* _DIRECTIONS_
Print every line of the listing below, starting with the line that holds "#[instrument(skip(parts, state))]" and going on through the line that holds "let claims = match", both included, and print nothing else.

* _EXERCISE DATA_
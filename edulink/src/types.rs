//! Common type definitions shared across the crate.
//!
//! This module defines:
//! - Type aliases for entity IDs (`UserId`, `CourseId`, `ContentId`)
//! - The [`Operation`] enum used to describe denied actions in
//!   authorization errors
//! - [`abbrev_uuid`] for readable IDs in log fields

use std::fmt;
use uuid::Uuid;

// Type aliases for IDs
pub type UserId = Uuid;
pub type CourseId = Uuid;
pub type ContentId = Uuid;

/// Abbreviate a UUID to its first 8 characters for more readable logs and traces
/// Example: "550e8400-e29b-41d4-a716-446655440000" -> "550e8400"
pub fn abbrev_uuid(uuid: &Uuid) -> String {
    uuid.to_string().chars().take(8).collect()
}

/// Operations that can be performed on resources. Carried in authorization
/// errors so denials name the action that was refused.
#[derive(Debug, Clone, Copy, PartialEq, Eq, Hash)]
pub enum Operation {
    Create,
    Read,
    Update,
    Delete,
}

impl fmt::Display for Operation {
    fn fmt(&self, f: &mut fmt::Formatter<'_>) -> fmt::Result {
        match self {
            Operation::Create => write!(f, "create"),
            Operation::Read => write!(f, "read"),
            Operation::Update => write!(f, "update"),
            Operation::Delete => write!(f, "delete"),
        }
    }
}
//! The auth gate: extracting and verifying the access credential.

use axum::{extract::FromRequestParts, http::request::Parts};
use tracing::{instrument, trace};

use crate::{
    AppState,
    api::models::users::CurrentUser,
    auth::{session, tokens},
    db::handlers::Users,
    errors::{Error, Result},
};

/// Extract a bearer token from the Authorization header if present.
fn bearer_token(parts: &Parts) -> Option<String> {
    let auth_header = parts.headers.get(axum::http::header::AUTHORIZATION)?;
    let auth_str = auth_header.to_str().ok()?;
    auth_str.strip_prefix("Bearer ").map(|token| token.to_string())
}

impl FromRequestParts<AppState> for CurrentUser {
    type Rejection = Error;

    /// Authenticate the request from its access credential.
    ///
    /// The Authorization header is tried first, then the access-token
    /// cookie. Expired, malformed and bad-signature credentials all
    /// collapse to `Unauthenticated` for the caller; only server-side
    /// faults keep their own kind. The refresh slot is never consulted:
    /// access tokens are stateless and accepted purely on signature and
    /// expiry.
    #[instrument(skip(parts, state))]
    async fn from_request_parts(parts: &mut Parts, state: &AppState) -> Result<Self> {
        let token = bearer_token(parts)
            .or_else(|| session::cookie_value(&parts.headers, &state.config.auth.session.access_cookie_name));

        let Some(token) = token else {
            trace!("No access credential found in request");
            return Err(Error::Unauthenticated { message: None });
        };

        let claims = match tokens::verify_access_token(&token, &state.config) {
            Ok(claims) => claims,
            Err(err @ Error::Internal { .. }) => return Err(err),
            Err(err) => {
                trace!("Access credential failed verification: {err:?}");
                return Err(Error::Unauthenticated { message: None });
            }
        };

        let mut conn = state.db.acquire().await.map_err(|e| Error::Database(e.into()))?;
        let mut users = Users::new(&mut conn);

        // The subject may have been created and later removed from the
        // store; a credential without a subject is no credential at all.
        let user = users
            .get_by_id(claims.sub)
            .await?
            .ok_or(Error::Unauthenticated { message: None })?;

        Ok(CurrentUser::from(user))
    }
}
//! Application configuration management.
//!
//! Configuration is loaded from a YAML file with environment variable overrides. The configuration
//! file path defaults to `config.yaml` but can be specified via `-f` flag or `EDULINK_CONFIG`
//! environment variable.
//!
//! ## Loading Priority
//!
//! Configuration sources are merged in the following order (later sources override earlier ones):
//!
//! 1. **YAML config file** - Base configuration (default: `config.yaml`)
//! 2. **Environment variables** - Variables prefixed with `EDULINK_` override YAML values
//! 3. **DATABASE_URL** - Special case: overrides `database.url` if set
//!
//! For nested config values, use double underscores in environment variables. For example,
//! `EDULINK_AUTH__ACCESS_TOKEN_TTL=30m` sets the `auth.access_token_ttl` field.

use clap::Parser;
use figment::{
    Figment,
    providers::{Env, Format, Yaml},
};
use serde::{Deserialize, Serialize};
use std::time::Duration;
use url::Url;

use crate::errors::Error;

/// Simple CLI args - just for specifying the config file
#[derive(Parser, Debug)]
#[command(author, version, about, long_about = None)]
pub struct Args {
    /// Path to configuration file
    #[arg(short = 'f', long, env = "EDULINK_CONFIG", default_value = "config.yaml")]
    pub config: String,

    /// Validate configuration and exit without starting the server.
    /// Useful for CI/CD pipelines to catch config errors before deployment.
    #[arg(long)]
    pub validate: bool,
}

/// Main application configuration.
///
/// This is the root configuration structure loaded from YAML and environment variables.
/// All fields have sensible defaults defined in the `Default` implementation, except the
/// token secrets which must be provided for the configuration to validate.
#[derive(Debug, Clone, Deserialize, Serialize)]
#[serde(default, deny_unknown_fields)]
pub struct Config {
    /// HTTP server host to bind to (e.g., "0.0.0.0" for all interfaces)
    pub host: String,
    /// HTTP server port to bind to
    pub port: u16,
    /// Database configuration
    pub database: DatabaseConfig,
    /// Authentication configuration (secrets, token lifetimes, cookies, password rules)
    pub auth: AuthConfig,
    /// External media-storage collaborator configuration
    pub media: MediaConfig,
    /// CORS configuration for browser clients
    pub cors: CorsConfig,
}

impl Default for Config {
    fn default() -> Self {
        Self {
            host: "0.0.0.0".to_string(),
            port: 8080,
            database: DatabaseConfig::default(),
            auth: AuthConfig::default(),
            media: MediaConfig::default(),
            cors: CorsConfig::default(),
        }
    }
}

/// Database configuration.
#[derive(Debug, Clone, Deserialize, Serialize)]
#[serde(default, deny_unknown_fields)]
pub struct DatabaseConfig {
    /// Connection string (e.g., "sqlite://edulink.db")
    pub url: String,
    /// Maximum number of connections in the pool
    pub max_connections: u32,
    /// Minimum number of idle connections to maintain
    pub min_connections: u32,
}

impl Default for DatabaseConfig {
    fn default() -> Self {
        Self {
            url: "sqlite://edulink.db".to_string(),
            max_connections: 5,
            min_connections: 1,
        }
    }
}

/// Authentication configuration.
#[derive(Debug, Clone, Deserialize, Serialize)]
#[serde(default, deny_unknown_fields)]
pub struct AuthConfig {
    /// Secret key for signing access tokens
    #[serde(skip_serializing)]
    pub access_token_secret: String,
    /// Secret key for signing refresh tokens. Must differ from the access
    /// token secret so one token class cannot be replayed as the other.
    #[serde(skip_serializing)]
    pub refresh_token_secret: String,
    /// Access token lifetime (short, minutes)
    #[serde(with = "humantime_serde")]
    pub access_token_ttl: Duration,
    /// Refresh token lifetime (long, days)
    #[serde(with = "humantime_serde")]
    pub refresh_token_ttl: Duration,
    /// Allow new users to self-register
    pub allow_registration: bool,
    /// Token cookie configuration
    pub session: SessionConfig,
    /// Password validation rules
    pub password: PasswordConfig,
}

impl Default for AuthConfig {
    fn default() -> Self {
        Self {
            access_token_secret: String::new(), // Must be set by the operator
            refresh_token_secret: String::new(),
            access_token_ttl: Duration::from_secs(15 * 60),
            refresh_token_ttl: Duration::from_secs(7 * 24 * 60 * 60),
            allow_registration: true,
            session: SessionConfig::default(),
            password: PasswordConfig::default(),
        }
    }
}

/// Token cookie configuration.
#[derive(Debug, Clone, Deserialize, Serialize)]
#[serde(default, deny_unknown_fields)]
pub struct SessionConfig {
    /// Cookie name for the access token
    pub access_cookie_name: String,
    /// Cookie name for the refresh token
    pub refresh_cookie_name: String,
    /// Set Secure flag on cookies (HTTPS only). Applied uniformly to every
    /// cookie-setting endpoint.
    pub cookie_secure: bool,
    /// SameSite cookie attribute ("Strict", "Lax", or "None")
    pub cookie_same_site: String,
}

impl Default for SessionConfig {
    fn default() -> Self {
        Self {
            access_cookie_name: "accessToken".to_string(),
            refresh_cookie_name: "refreshToken".to_string(),
            cookie_secure: true,
            cookie_same_site: "Strict".to_string(),
        }
    }
}

/// Password validation rules.
#[derive(Debug, Clone, Deserialize, Serialize)]
#[serde(default, deny_unknown_fields)]
pub struct PasswordConfig {
    /// Minimum password length
    pub min_length: usize,
    /// Maximum password length
    pub max_length: usize,
    /// Argon2 memory cost in KiB (default: 19456 KiB = 19 MB, secure for production)
    pub argon2_memory_kib: u32,
    /// Argon2 iterations (default: 2, secure for production)
    pub argon2_iterations: u32,
    /// Argon2 parallelism (default: 1)
    pub argon2_parallelism: u32,
}

impl Default for PasswordConfig {
    fn default() -> Self {
        Self {
            min_length: 8,
            max_length: 128,
            argon2_memory_kib: 19456,
            argon2_iterations: 2,
            argon2_parallelism: 1,
        }
    }
}

/// External media-storage collaborator configuration.
///
/// Uploads degrade to a null result on failure; they are never retried by
/// this service.
#[derive(Debug, Clone, Deserialize, Serialize)]
#[serde(default, deny_unknown_fields)]
pub struct MediaConfig {
    /// Enable uploads to the external media store
    pub enabled: bool,
    /// Upload endpoint of the media store
    pub upload_url: Option<Url>,
    /// Bearer token for the media store, if it requires one
    #[serde(skip_serializing)]
    pub api_key: Option<String>,
    /// Per-upload timeout
    #[serde(with = "humantime_serde")]
    pub timeout: Duration,
}

impl Default for MediaConfig {
    fn default() -> Self {
        Self {
            enabled: false,
            upload_url: None,
            api_key: None,
            timeout: Duration::from_secs(30),
        }
    }
}

/// CORS (Cross-Origin Resource Sharing) configuration.
#[derive(Debug, Clone, Deserialize, Serialize)]
#[serde(default, deny_unknown_fields)]
pub struct CorsConfig {
    /// Allowed origins for CORS requests
    pub allowed_origins: Vec<String>,
    /// Allow credentials (cookies) in CORS requests
    pub allow_credentials: bool,
}

impl Default for CorsConfig {
    fn default() -> Self {
        Self {
            allowed_origins: Vec::new(),
            allow_credentials: true,
        }
    }
}

impl Config {
    /// Load configuration from the YAML file and environment variables.
    pub fn load(args: &Args) -> Result<Self, Error> {
        let figment = Figment::new()
            .merge(Yaml::file(&args.config))
            .merge(Env::prefixed("EDULINK_").split("__"));

        let mut config: Config = figment.extract().map_err(|e| Error::Internal {
            operation: format!("load configuration: {e}"),
        })?;

        // DATABASE_URL is the conventional override and wins over everything
        if let Ok(url) = std::env::var("DATABASE_URL") {
            config.database.url = url;
        }

        config.validate()?;
        Ok(config)
    }

    /// Validate the configuration.
    ///
    /// The two token secrets are required and must be distinct: a shared
    /// secret would let a refresh token verify as an access token.
    pub fn validate(&self) -> Result<(), Error> {
        if self.auth.access_token_secret.is_empty() {
            return Err(Error::Internal {
                operation: "validate configuration: auth.access_token_secret is not set".to_string(),
            });
        }
        if self.auth.refresh_token_secret.is_empty() {
            return Err(Error::Internal {
                operation: "validate configuration: auth.refresh_token_secret is not set".to_string(),
            });
        }
        if self.auth.access_token_secret == self.auth.refresh_token_secret {
            return Err(Error::Internal {
                operation: "validate configuration: access and refresh token secrets must differ".to_string(),
            });
        }
        if self.auth.access_token_secret.len() < 32 || self.auth.refresh_token_secret.len() < 32 {
            tracing::warn!("Token secrets are shorter than the recommended 32 bytes");
        }
        if self.media.enabled && self.media.upload_url.is_none() {
            return Err(Error::Internal {
                operation: "validate configuration: media.enabled requires media.upload_url".to_string(),
            });
        }
        Ok(())
    }

    /// The address the HTTP server binds to.
    pub fn bind_address(&self) -> String {
        format!("{}:{}", self.host, self.port)
    }
}

#[cfg(test)]
mod tests {
    use super::*;

    fn valid_config() -> Config {
        Config {
            auth: AuthConfig {
                access_token_secret: "access-secret-for-tests-0123456789abcdef".to_string(),
                refresh_token_secret: "refresh-secret-for-tests-0123456789abcdef".to_string(),
                ..Default::default()
            },
            ..Default::default()
        }
    }

    #[test]
    fn test_defaults() {
        let config = Config::default();
        assert_eq!(config.port, 8080);
        assert_eq!(config.auth.access_token_ttl, Duration::from_secs(900));
        assert_eq!(config.auth.refresh_token_ttl, Duration::from_secs(7 * 24 * 3600));
        assert_eq!(config.auth.session.access_cookie_name, "accessToken");
        assert!(config.auth.session.cookie_secure);
    }

    #[test]
    fn test_validate_accepts_distinct_secrets() {
        assert!(valid_config().validate().is_ok());
    }

    #[test]
    fn test_validate_rejects_missing_secrets() {
        let config = Config::default();
        assert!(config.validate().is_err());
    }

    #[test]
    fn test_validate_rejects_shared_secret() {
        let mut config = valid_config();
        config.auth.refresh_token_secret = config.auth.access_token_secret.clone();
        assert!(config.validate().is_err());
    }

    #[test]
    fn test_validate_rejects_media_without_url() {
        let mut config = valid_config();
        config.media.enabled = true;
        config.media.upload_url = None;
        assert!(config.validate().is_err());
    }

    #[test]
    fn test_yaml_parsing() {
        let figment = Figment::new().merge(Yaml::string(
            r#"
            port: 9090
            auth:
              access_token_secret: "yaml-access-secret-0123456789abcdef"
              refresh_token_secret: "yaml-refresh-secret-0123456789abcdef"
              access_token_ttl: 30m
              refresh_token_ttl: 14d
            "#,
        ));

        let config: Config = figment.extract().unwrap();
        assert_eq!(config.port, 9090);
        assert_eq!(config.auth.access_token_ttl, Duration::from_secs(30 * 60));
        assert_eq!(config.auth.refresh_token_ttl, Duration::from_secs(14 * 24 * 3600));
        assert!(config.validate().is_ok());
    }
}
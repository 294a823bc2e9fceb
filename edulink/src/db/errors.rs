use thiserror::Error;

/// Unified error type for database operations that application code can handle
#[derive(Error, Debug)]
pub enum DbError {
    /// Entity not found by the given identifier
    #[error("Entity not found")]
    NotFound,

    /// Unique constraint violation
    #[error("Unique constraint violation")]
    UniqueViolation {
        /// The violated constraint, e.g. "users.email" (if extractable)
        constraint: Option<String>,
        message: String,
    },

    /// Foreign key constraint violation
    #[error("Foreign key constraint violation")]
    ForeignKeyViolation { message: String },

    /// Catch-all for non-recoverable errors
    #[error(transparent)]
    Other(#[from] anyhow::Error),
}

/// Convert from sqlx::Error using proper sqlx error categorization
impl From<sqlx::Error> for DbError {
    fn from(err: sqlx::Error) -> Self {
        match &err {
            sqlx::Error::RowNotFound => DbError::NotFound,
            sqlx::Error::Database(db_err) => {
                if db_err.is_unique_violation() {
                    let message = db_err.message().to_string();
                    DbError::UniqueViolation {
                        constraint: extract_unique_constraint(&message),
                        message,
                    }
                } else if db_err.is_foreign_key_violation() {
                    DbError::ForeignKeyViolation {
                        message: db_err.message().to_string(),
                    }
                } else {
                    // All other database errors are non-recoverable - convert to anyhow
                    DbError::Other(anyhow::Error::from(err))
                }
            }
            // All other sqlx errors are non-recoverable - convert to anyhow
            _ => DbError::Other(anyhow::Error::from(err)),
        }
    }
}

/// Extract the violated column from a SQLite unique violation message.
/// SQLite reports these as "UNIQUE constraint failed: users.email".
fn extract_unique_constraint(message: &str) -> Option<String> {
    message
        .strip_prefix("UNIQUE constraint failed: ")
        .map(|rest| rest.split(',').next().unwrap_or(rest).trim().to_string())
}

/// Type alias for database operation results
pub type Result<T> = std::result::Result<T, DbError>;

* _FINISHED EXERCISE_
    #[instrument(skip(parts, state))]
    async fn from_request_parts(parts: &mut Parts, state: &AppState) -> Result<Self> {
        let token = bearer_token(parts)
            .or_else(|| session::cookie_value(&parts.headers, &state.config.auth.session.access_cookie_name));

        let Some(token) = token else {
            trace!("No access credential found in request");
            return Err(Error::Unauthenticated { message: None });
        };

        let claims = match tokens::verify_access_token(&token, &state.config) {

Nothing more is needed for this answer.